Rob Parker and Chris Palmer topped this week's takes.

Welcome to another edition of This Week In Hot Takes! This time around, we’re examining the hottest sports media takes from June 8-14. With the Washington Capitals’ Stanley Cup celebration, approaching NBA free agency, and the start of the World Cup, the takes were really heating up this week, just in time for summer. So we’re running a special double edition with 10 hot takes instead of five. (And even there, we had to combine some and leave out some, such as Ben Maller’s fight with DeShaun Watson and Stephen A. Smith’s LeBron-Warriors “reporting.”) Let’s get to it. 

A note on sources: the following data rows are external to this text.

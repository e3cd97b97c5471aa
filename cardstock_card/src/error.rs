// Copyright 2025 the Cardstock Authors
// SPDX-License-Identifier: Apache-2.0 OR MIT

use core::fmt;

use crate::element::ElementId;

/// Errors reported by [`Card`](crate::Card) operations.
#[derive(Copy, Clone, Debug, PartialEq, Eq)]
pub enum CardError {
    /// The operation named an element that is not on the card.
    UnknownElement(ElementId),
}

impl fmt::Display for CardError {
    fn fmt(&self, f: &mut fmt::Formatter<'_>) -> fmt::Result {
        match self {
            Self::UnknownElement(id) => write!(f, "element {id} is not on the card"),
        }
    }
}

impl core::error::Error for CardError {}
// Copyright 2025 the Cardstock Authors
// SPDX-License-Identifier: Apache-2.0 OR MIT

//! Move-drag state: translating an element's frame with a single pointer.
//!
//! ## Usage
//!
//! 1) Start with [`MoveDrag::start`], passing the pointer position and the
//!    frame's origin at that moment.
//! 2) On each move, call [`MoveDrag::origin_at`] to get the frame's new origin,
//!    clamped so the frame stays on the card.
//! 3) Drop the drag when the pointer lifts.
//!
//! ## Minimal example
//!
//! ```
//! use cardstock_card::{ElementId, MoveDrag};
//! use cardstock_gesture::PointerId;
//! use kurbo::{Point, Size};
//!
//! let start = Point::new(10.0, 10.0);
//! let drag = MoveDrag::start(ElementId(1), PointerId(1), start, Point::ORIGIN);
//!
//! // A 50x50 frame on a 200x100 card, dragged far to the right.
//! let card = Size::new(200.0, 100.0);
//! let origin = drag.origin_at(Point::new(500.0, 30.0), Size::new(50.0, 50.0), card);
//! assert_eq!(origin, Point::new(150.0, 20.0));
//! ```

use cardstock_gesture::PointerId;
use kurbo::{Point, Size, Vec2};

use crate::element::ElementId;

/// An in-progress move of one element by one pointer.
#[derive(Copy, Clone, Debug, PartialEq)]
pub struct MoveDrag {
    element: ElementId,
    pointer: PointerId,
    start_pos: Point,
    start_origin: Point,
}

impl MoveDrag {
    /// Starts moving `element` with `pointer` at `pos`, from a frame at
    /// `origin`.
    #[must_use]
    pub fn start(element: ElementId, pointer: PointerId, pos: Point, origin: Point) -> Self {
        Self {
            element,
            pointer,
            start_pos: pos,
            start_origin: origin,
        }
    }

    /// The element being moved.
    #[must_use]
    pub fn element(&self) -> ElementId {
        self.element
    }

    /// The pointer driving the move.
    #[must_use]
    pub fn pointer(&self) -> PointerId {
        self.pointer
    }

    /// Offset of `pos` from where the drag started.
    #[must_use]
    pub fn total_offset(&self, pos: Point) -> Vec2 {
        pos - self.start_pos
    }

    /// Frame origin for a pointer at `pos`, keeping a frame of `frame` size
    /// inside `bounds`.
    ///
    /// A frame larger than the bounds on an axis is pinned to the leading
    /// edge on that axis.
    #[must_use]
    pub fn origin_at(&self, pos: Point, frame: Size, bounds: Size) -> Point {
        let target = self.start_origin + self.total_offset(pos);
        Point::new(
            clamp_axis(target.x, bounds.width - frame.width),
            clamp_axis(target.y, bounds.height - frame.height),
        )
    }
}

fn clamp_axis(value: f64, room: f64) -> f64 {
    if value.is_nan() {
        return 0.0;
    }
    value.min(room).max(0.0)
}
// Copyright 2025 the Cardstock Authors
// SPDX-License-Identifier: Apache-2.0 OR MIT

use cardstock_card::{Card, CardConfig};
use cardstock_fit::{
    ContainerSize, FitOptions, FitTarget, Measurement, ZeroSizePolicy, compute_scale,
};
use cardstock_timing::CoalescingScheduler;
use criterion::{BatchSize, Criterion, black_box, criterion_group, criterion_main};
use kurbo::{Rect, Size};

#[derive(Clone)]
struct Lcg(u64);

impl Lcg {
    fn new(seed: u64) -> Self {
        Self(seed)
    }

    fn next_f64(&mut self) -> f64 {
        // Numerical Recipes LCG parameters.
        self.0 = self.0.wrapping_mul(6364136223846793005).wrapping_add(1);
        (self.0 >> 11) as f64 / (1_u64 << 53) as f64
    }
}

fn measurements(n: usize, seed: u64) -> Vec<Measurement> {
    let mut rng = Lcg::new(seed);
    (0..n)
        .map(|_| {
            let container = ContainerSize::bounded(
                50.0 + rng.next_f64() * 500.0,
                20.0 + rng.next_f64() * 200.0,
            );
            let natural = Size::new(
                10.0 + rng.next_f64() * 1_000.0,
                10.0 + rng.next_f64() * 300.0,
            );
            Measurement::new(container, natural)
        })
        .collect()
}

fn bench_compute(c: &mut Criterion) {
    let inputs = measurements(1_000, 7);
    let options = FitOptions::bounded().with_wrap(true);
    c.bench_function("fit/compute_scale_1k", |b| {
        b.iter(|| {
            for m in &inputs {
                black_box(compute_scale(black_box(m), &options));
            }
        });
    });
}

fn bench_commit(c: &mut Criterion) {
    let inputs = measurements(1_000, 11);
    c.bench_function("fit/commit_with_hysteresis_1k", |b| {
        b.iter_batched(
            || FitTarget::new(FitOptions::single_line()),
            |mut target| {
                for m in &inputs {
                    black_box(target.commit(m, ZeroSizePolicy::default()));
                }
                target
            },
            BatchSize::SmallInput,
        );
    });
}

fn bench_coalesce(c: &mut Criterion) {
    c.bench_function("timing/coalesce_burst_256_keys", |b| {
        b.iter_batched(
            CoalescingScheduler::<u32, u32>::new,
            |mut scheduler| {
                let mut now = 0;
                for round in 0..16_u32 {
                    for key in 0..256_u32 {
                        scheduler.schedule(key, round, 10, now);
                    }
                    now += 1;
                }
                black_box(scheduler.poll(now + 10))
            },
            BatchSize::SmallInput,
        );
    });
}

fn bench_card_tick(c: &mut Criterion) {
    let measure = |text: &str, size: f64| Size::new(text.len() as f64 * size * 0.6, size * 1.2);
    c.bench_function("card/tick_200_text_elements", |b| {
        b.iter_batched(
            || {
                let mut card = Card::new(Size::new(2_000.0, 2_000.0), CardConfig::default());
                for i in 0..200_u32 {
                    let x = f64::from(i % 20) * 100.0;
                    let y = f64::from(i / 20) * 100.0;
                    let frame = Rect::new(x, y, x + 90.0, y + 40.0);
                    card.add_text("The quick brown fox", 18.0, frame, 0);
                }
                card
            },
            |mut card| black_box(card.tick(0, &measure)),
            BatchSize::SmallInput,
        );
    });
}

criterion_group!(benches, bench_compute, bench_commit, bench_coalesce, bench_card_tick);
criterion_main!(benches);
// Copyright 2025 the Cardstock Authors
// SPDX-License-Identifier: Apache-2.0 OR MIT

use cardstock_fit::{FitConfig, FitOptions};
use cardstock_gesture::GestureConfig;

/// Smallest accepted font size.
pub const MIN_FONT_SIZE: f64 = 4.0;
/// Largest accepted font size.
pub const MAX_FONT_SIZE: f64 = 400.0;
/// Smallest accepted element edge.
pub const MIN_ELEMENT_EDGE: f64 = 8.0;

/// Card surface configuration.
#[derive(Copy, Clone, Debug, PartialEq)]
pub struct CardConfig {
    /// Settle delays and degenerate-input policy for text fitting.
    pub fit: FitConfig,
    /// Fit options applied to newly added text elements.
    ///
    /// Card text is single-line, so the default is the single-line floor with
    /// the frame height as an extra bound.
    pub text_fit: FitOptions,
    /// Scale and pan bounds for image manipulation.
    pub gesture: GestureConfig,
    min_font_size: f64,
    max_font_size: f64,
    min_element_edge: f64,
}

impl Default for CardConfig {
    fn default() -> Self {
        Self {
            fit: FitConfig::default(),
            text_fit: FitOptions::single_line().with_height_bound(true),
            gesture: GestureConfig::default(),
            min_font_size: MIN_FONT_SIZE,
            max_font_size: MAX_FONT_SIZE,
            min_element_edge: MIN_ELEMENT_EDGE,
        }
    }
}

impl CardConfig {
    /// Sets the accepted font-size range.
    ///
    /// The bounds are reordered if needed; non-finite or non-positive bounds
    /// leave the current range in place.
    #[must_use]
    pub fn with_font_size_range(mut self, min: f64, max: f64) -> Self {
        let (lo, hi) = if min <= max { (min, max) } else { (max, min) };
        if lo.is_finite() && hi.is_finite() && lo > 0.0 {
            self.min_font_size = lo;
            self.max_font_size = hi;
        }
        self
    }

    /// Sets the smallest accepted element edge. Negative or non-finite values
    /// become zero.
    #[must_use]
    pub fn with_min_element_edge(mut self, edge: f64) -> Self {
        self.min_element_edge = if edge.is_finite() { edge.max(0.0) } else { 0.0 };
        self
    }

    /// Smallest accepted font size.
    #[must_use]
    pub fn min_font_size(&self) -> f64 {
        self.min_font_size
    }

    /// Largest accepted font size.
    #[must_use]
    pub fn max_font_size(&self) -> f64 {
        self.max_font_size
    }

    /// Smallest accepted element edge.
    #[must_use]
    pub fn min_element_edge(&self) -> f64 {
        self.min_element_edge
    }

    /// Clamps a requested font size into range. NaN maps to the minimum.
    #[must_use]
    pub fn clamp_font_size(&self, size: f64) -> f64 {
        if size.is_nan() {
            return self.min_font_size;
        }
        size.clamp(self.min_font_size, self.max_font_size)
    }

    /// Clamps one requested element edge into `[min_element_edge, limit]`.
    ///
    /// The minimum wins when `limit` is smaller than it. NaN maps to the
    /// minimum.
    #[must_use]
    pub fn clamp_edge(&self, edge: f64, limit: f64) -> f64 {
        if edge.is_nan() {
            return self.min_element_edge;
        }
        edge.min(limit).max(self.min_element_edge)
    }
}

10. Keith Olbermann minimizes the Capitals’ championship because…the Golden Knights were an expansion team? The Capitals’ extended Stanley Cup celebrations appeared to touch a nerve for many. ESPN’s Olbermann had a particularly unusual reason to complain about it, tweeting at Nationals’ commentator F.P. Santangelo that the Caps’ celebrations were too much…because they faced the expansion Vegas Golden Knights in the final:

Yes, the Golden Knights are an expansion team, but they’re a great team; they won their division with 109 regular-season points, more than even the Capitals’ 105. And they beat a whole lot of impressive teams to get to the final. But even if they were a fluky team, that doesn’t really minimize Washington’s accomplishment; the Capitals have no control over who they play, and they had to beat a whole lot of other proven, impressive teams to get to the final themselves. There’s no less reason to celebrate based on who they played. Olbermann got criticized by many for this, but one of the best responses came from PFT Commenter:


Rating: 🔥🔥

9. Dan Canova picks the wrong team for his example, calling Morocco’s World Cup participation “a joke”: Jersey Journal sports editor Dan Canova is a proud Italian soccer fan, with his Twitter bio stating “Born into the only team I’m a fan of: @azzuri.” As such, it’s understandable that he isn’t thrilled Italy isn’t in this year’s World Cup (don’t tell UBS, though). And as with many, he saw Saudi Arabia’s dismal showing in a World Cup-opening 5-0 loss Thursday as a chance to complain that they’re in and other teams aren’t thanks to disparities in conference strength and qualifying. That’s not at all uncommon (indeed, even Canova’s tweet was in response to one from Grant Wahl of Fox/SI, who mused about watching Saudi Arabia making it harder to take the U.S. team’s absence). But where many figured Canova went wrong was in citing Morocco (perfect in African qualifying, where they only allowed one goal across eight matches) as an example of a bad team, and the U.S. as an example of a better one:

That didn’t go over well:

Canova eventually admitted that Morocco and the U.S. weren’t great choices to include there, but kept doubling down on his larger “Africa sucks” argument (which certainly isn’t proven by Saudi Arabia, a team that qualified from the Asian confederation). And yes, European and South American qualifying is harder than other regions, and yes, you can argue how many berths go to each area, but Italy’s qualification failures make it pretty unlikely they’d do much in this tournament either. And Canova doesn’t come off looking good here.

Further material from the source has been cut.